The next instalment from Mexican Takeaway

Chapter 2, Does Your Cat Speak Spanish?
“Do I look OK?” Rick said as he came into the bedroom, wearing his cream suit and his best tie.
“Uh oh. Cream?”
“I don’t want to wear a dark one. It doesn’t seem friendly enough; too businesslike. They might think I don’t have time for children if I wear that.”
I’d never seen Rick this anxious. He was normally so calm and composed about absolutely everything.
“I think I want to marry you all over again. It means a lot that you’re going along with me on this.”
“Fra, I believe in adoption too. I am not going along with you just because you are stubborn, which you are! I can totally see the point, but I want to know more and see if it is for us. I’m our left brain, remember?”
I collapsed in giggles on the bed. Rick bounced over and gave me a huge hug.
“Careful, you’ll crease the suit.”
“Shut up, you.”
We kissed, then lay there just holding each other close for a while. I had opted for a more casual look than Rick. Smart jeans, a long blue cardigan, and a pair of boots instead of recycled shoes. It was freezing again. In the car, I asked him: “Where do you think you are in your heart, Rick?”
“I find it frustrating that they have to decide for us that we cannot adopt locally. It’s not like there are no children who need a family here in London.”
“I mean what about adoption? How do you feel about it now?”
“I think if we decide it’s worth a shot, we should start the adoption and try to have natural children at the same time.”
“And then let the Universe decide which one is right first.”
“I knew you’d say that! You and your Universe!”

There were times when Rick’s pragmatism and my spiritual outlook clashed, but on the whole our combination worked. We filed into a room with the other couples who were doing the training. There was tea, coffee and biscuits on offer. Everyone seemed very shy. This wasn’t surprising, since for most couples choosing adoption is a public admission that they can’t have children.
We were invited into a room and directed to a circle of chairs. I chose to sit next to a woman who appeared to be alone. Rick sat on the other side of me, munching a biscuit.
“This is what it must be like attending a twelve-step programme,” he whispered.
“Sshh! Someone might hear you!”
The two trainers arrived and introduced themselves. They were both women, and they exuded warm energy. One had an endless mane of hair and wore a long hippie skirt. With her big eyes and enormous glasses, she reminded me of a cartoon character from A Bug’s Life. The other woman wore a suit and smart flat shoes, and sported an elegant short bob.
“Hello everyone, and well done for arriving on time in such bad weather. It shows this means a lot to you. We are trainers for this course, and also we are both international adopters. I have two Bolivian children, and Susan has a Chinese girl as well as a natural one.”
“Oh, good,” I whispered to Rick. “They’ve actually done it.”
“At the end of today you will have understood more about the process, and we will file a report for your council to say whether or not we feel you are ready to start the Home Study.”
No pressure then. We were asked to introduce ourselves and say a little about why we were there. I realised suddenly that we would be putting ourselves on show in public for the first time. Amongst the couples talking about their fertility problems, multiple miscarriages, and failed attempts at in vitro fertilization, we would stick out. God, what were we doing here? Did we have a right to be in that room? I felt slightly ashamed when it was my turn to speak.
“For all intents and purposes we can conceive, but we feel strongly that adoption should play a big part for various reasons.”
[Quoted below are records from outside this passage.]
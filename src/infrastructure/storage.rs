use std::collections::HashMap;
use std::fs;
use std::path::{Component, Path, PathBuf};
use std::sync::Mutex;

use tracing::debug;
use uuid::Uuid;

use crate::domain::error::{AppError, Result};
use crate::domain::upload::{BlobRef, OwnerId};
use crate::infrastructure::artifact_store::{atomic_write_bytes, DataLayout};

/// Durable storage for raw uploaded files.
///
/// Implementations must be safe to share between concurrent uploads.
pub trait BlobStore: Send + Sync {
    /// Persist `bytes` and return a reference unique to this call.
    fn put(&self, owner: &OwnerId, filename: &str, bytes: &[u8]) -> Result<BlobRef>;

    /// Read a stored blob back. Fails with `NotFound` once deleted.
    fn read(&self, reference: &BlobRef) -> Result<Vec<u8>>;

    /// Delete a stored blob. Deleting an already missing blob is not an error.
    fn delete(&self, reference: &BlobRef) -> Result<()>;

    fn exists(&self, reference: &BlobRef) -> bool;
}

/// Replace anything outside `[A-Za-z0-9._-]` so a user-supplied name is a
/// single safe path segment.
pub fn sanitize_segment(value: &str) -> String {
    let cleaned: String = value
        .chars()
        .map(|c| {
            if c.is_ascii_alphanumeric() || matches!(c, '-' | '_' | '.') {
                c
            } else {
                '_'
            }
        })
        .collect();

    match cleaned.trim_matches('.') {
        "" => "_".to_string(),
        _ => cleaned,
    }
}

fn stored_name(filename: &str) -> String {
    format!("{}_{}", Uuid::new_v4().simple(), sanitize_segment(filename))
}

// ============================================================
// FILESYSTEM STORE
// ============================================================

/// Blob store keeping each upload as a file under `<data_dir>/datasets`.
pub struct FsBlobStore {
    layout: DataLayout,
}

impl FsBlobStore {
    pub fn new(data_dir: &Path) -> Result<Self> {
        let layout = DataLayout::new(data_dir);
        layout.ensure()?;
        Ok(Self { layout })
    }

    pub fn layout(&self) -> &DataLayout {
        &self.layout
    }

    fn resolve(&self, reference: &BlobRef) -> Result<PathBuf> {
        let relative = Path::new(reference.as_str());
        let safe = relative
            .components()
            .all(|component| matches!(component, Component::Normal(_)));
        if !safe {
            return Err(AppError::ValidationError(format!(
                "Invalid blob reference: {}",
                reference
            )));
        }
        Ok(self.layout.root().join(relative))
    }
}

impl BlobStore for FsBlobStore {
    fn put(&self, owner: &OwnerId, filename: &str, bytes: &[u8]) -> Result<BlobRef> {
        let owner_segment = sanitize_segment(owner.as_str());
        let name = stored_name(filename);
        let reference = BlobRef::new(format!("datasets/{}/{}", owner_segment, name));

        let path = self.layout.owner_dir(&owner_segment).join(&name);
        atomic_write_bytes(&path, bytes)?;

        debug!(reference = %reference, size = bytes.len(), "Stored dataset blob");
        Ok(reference)
    }

    fn read(&self, reference: &BlobRef) -> Result<Vec<u8>> {
        let path = self.resolve(reference)?;
        fs::read(&path).map_err(|e| match e.kind() {
            std::io::ErrorKind::NotFound => {
                AppError::NotFound(format!("Dataset file not found: {}", reference))
            }
            _ => AppError::StorageError(format!("Failed to read {}: {e}", path.display())),
        })
    }

    fn delete(&self, reference: &BlobRef) -> Result<()> {
        let path = self.resolve(reference)?;
        match fs::remove_file(&path) {
            Ok(()) => {
                debug!(reference = %reference, "Deleted dataset blob");
                Ok(())
            }
            Err(e) if e.kind() == std::io::ErrorKind::NotFound => Ok(()),
            Err(e) => Err(AppError::StorageError(format!(
                "Failed to delete {}: {e}",
                path.display()
            ))),
        }
    }

    fn exists(&self, reference: &BlobRef) -> bool {
        self.resolve(reference)
            .map(|path| path.is_file())
            .unwrap_or(false)
    }
}

// ============================================================
// IN-MEMORY STORE
// ============================================================

/// Blob store backed by a map, for tests and ephemeral runs.
#[derive(Default)]
pub struct MemoryBlobStore {
    blobs: Mutex<HashMap<BlobRef, Vec<u8>>>,
}

impl MemoryBlobStore {
    pub fn new() -> Self {
        Self::default()
    }

    pub fn len(&self) -> usize {
        self.blobs.lock().map(|blobs| blobs.len()).unwrap_or(0)
    }

    pub fn is_empty(&self) -> bool {
        self.len() == 0
    }

    fn lock(&self) -> Result<std::sync::MutexGuard<'_, HashMap<BlobRef, Vec<u8>>>> {
        self.blobs
            .lock()
            .map_err(|_| AppError::StorageError("Blob store lock poisoned".to_string()))
    }
}

impl BlobStore for MemoryBlobStore {
    fn put(&self, owner: &OwnerId, filename: &str, bytes: &[u8]) -> Result<BlobRef> {
        let reference = BlobRef::new(format!(
            "memory://{}/{}",
            sanitize_segment(owner.as_str()),
            stored_name(filename)
        ));
        self.lock()?.insert(reference.clone(), bytes.to_vec());
        Ok(reference)
    }

    fn read(&self, reference: &BlobRef) -> Result<Vec<u8>> {
        self.lock()?
            .get(reference)
            .cloned()
            .ok_or_else(|| AppError::NotFound(format!("Dataset file not found: {}", reference)))
    }

    fn delete(&self, reference: &BlobRef) -> Result<()> {
        self.lock()?.remove(reference);
        Ok(())
    }

    fn exists(&self, reference: &BlobRef) -> bool {
        self.blobs
            .lock()
            .map(|blobs| blobs.contains_key(reference))
            .unwrap_or(false)
    }
}

#[cfg(test)]
mod tests {
    use super::*;
    use crate::domain::error::ErrorKind;
    use tempfile::TempDir;

    #[test]
    fn test_sanitize_segment() {
        assert_eq!(sanitize_segment("data set (1).csv"), "data_set__1_.csv");
        assert_eq!(sanitize_segment("../../etc/passwd"), ".._.._etc_passwd");
        assert_eq!(sanitize_segment(".."), "_");
        assert_eq!(sanitize_segment(""), "_");
    }

    #[test]
    fn test_fs_store_put_read_delete() {
        let dir = TempDir::new().unwrap();
        let store = FsBlobStore::new(dir.path()).unwrap();
        let owner = OwnerId::from("alice");

        let reference = store.put(&owner, "plant.csv", b"a,b\n1,2\n").unwrap();
        assert!(reference.as_str().starts_with("datasets/alice/"));
        assert!(reference.as_str().ends_with("_plant.csv"));
        assert!(store.exists(&reference));
        assert_eq!(store.read(&reference).unwrap(), b"a,b\n1,2\n");

        store.delete(&reference).unwrap();
        assert!(!store.exists(&reference));
        assert_eq!(store.read(&reference).unwrap_err().kind(), ErrorKind::NotFound);
        store.delete(&reference).unwrap();
    }

    #[test]
    fn test_fs_store_same_filename_gets_distinct_refs() {
        let dir = TempDir::new().unwrap();
        let store = FsBlobStore::new(dir.path()).unwrap();
        let owner = OwnerId::from("alice");

        let first = store.put(&owner, "plant.csv", b"1").unwrap();
        let second = store.put(&owner, "plant.csv", b"2").unwrap();
        assert_ne!(first, second);
        assert_eq!(store.read(&first).unwrap(), b"1");
        assert_eq!(store.read(&second).unwrap(), b"2");
    }

    #[test]
    fn test_fs_store_rejects_escaping_refs() {
        let dir = TempDir::new().unwrap();
        let store = FsBlobStore::new(dir.path()).unwrap();

        let escaping = BlobRef::new("../outside.csv");
        assert_eq!(store.read(&escaping).unwrap_err().kind(), ErrorKind::Validation);
        assert!(!store.exists(&BlobRef::new("/etc/passwd")));
    }

    #[test]
    fn test_memory_store() {
        let store = MemoryBlobStore::new();
        let reference = store.put(&OwnerId::from("bob"), "x.csv", b"data").unwrap();

        assert_eq!(store.len(), 1);
        assert_eq!(store.read(&reference).unwrap(), b"data");
        store.delete(&reference).unwrap();
        assert!(store.is_empty());
        assert!(store.read(&reference).unwrap_err().is_not_found());
    }
}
It turned out the single woman next to me, who was a Spanish journalist, had also decided on adoption, even though she could have children. At the end of the introduction, one of the trainers gestured towards us and said:
“The three of you are called preferential adopters. This means that you have chosen to build your family via adoption and not because of fertility issues. The rest of you are traditional adopters.”
“What if we wanted to adopt and try and have natural children too?” asked the Spanish lady.
Thank God she asked that one.I was dying to know but didn’t want to appear too radical or anything.
The woman from A Bug’s Life answered.
“You can’t do that. If you happen to fall pregnant during the Home Study you will have to stop the adoption, have your baby, and wait until he or she is at least three years of age before you can start the process all over again. If you have a miscarriage, you will have to wait for two years to grieve and overcome the trauma.”
Two years to overcome a miscarriage! How did they work that out?
“How do you even know if we are trying, anyway?” I joked.
“Your life will never be the same, my dear, once you say yes to the adoption process. Believe me, it’ll feel like a crowd of people are watching you having sex.”
Laughter from around the room. “Seriously, guys, your entire life will be scrutinised every step of the way. Nothing will pass unnoticed.”

Later, when we were let out for lunch, we sat with the Spanish woman and three other couples in a nearby deli, conducting a post-mortem on the morning’s proceedings.
“So which country do you think you would like to adopt from?” asked the Spanish lady.
“We would like to adopt from Russia because my husband has blond hair and mine is dark, so we figured that whether the baby is from the eastern or western part of the country, it will look like one of us,” said one woman.
“We’re going for China, as we want a baby girl at any cost, and all babies for adoptions are girls,” said another woman.
“Anyway, as if I’m going to stop trying in the meantime!” said
Michelle. She and her husband Simon had already attempted I.V.F. a few times.
“What was that all about? What gives them the right to be all Stasi-like about sex?” I said.
“No disrespect to you guys,” said the single Spanish lady, looking around the table, “but it seems almost as if adoption is an industry for infertile people. Unlike those of us who choose, often in your cases it’s a second best, right?”
She may as well have thrown a hand grenade. It was clear that at least one couple were taking her comment personally. The table went quiet.
“Oh, look at the time,” said Rick. “We’d better get back.”
The rest of the day was spent in various exercises, scenarios, and conversations about the pitfalls and challenges of the adoption process. At the end of the day, one of the trainers looked around at us all and said: “It won’t be the same for all of you, and some will handle it better than others. But it’s neither an easy ride nor a short one. You have anything from two to four years ahead of you from this moment. But I am sure you will all be fine. Good luck.”
I felt like I do when my Chinese doctor sticks a million needles in my face, tummy, ears and neck, then calmly says, “You can sleep now till I am back.”
Really?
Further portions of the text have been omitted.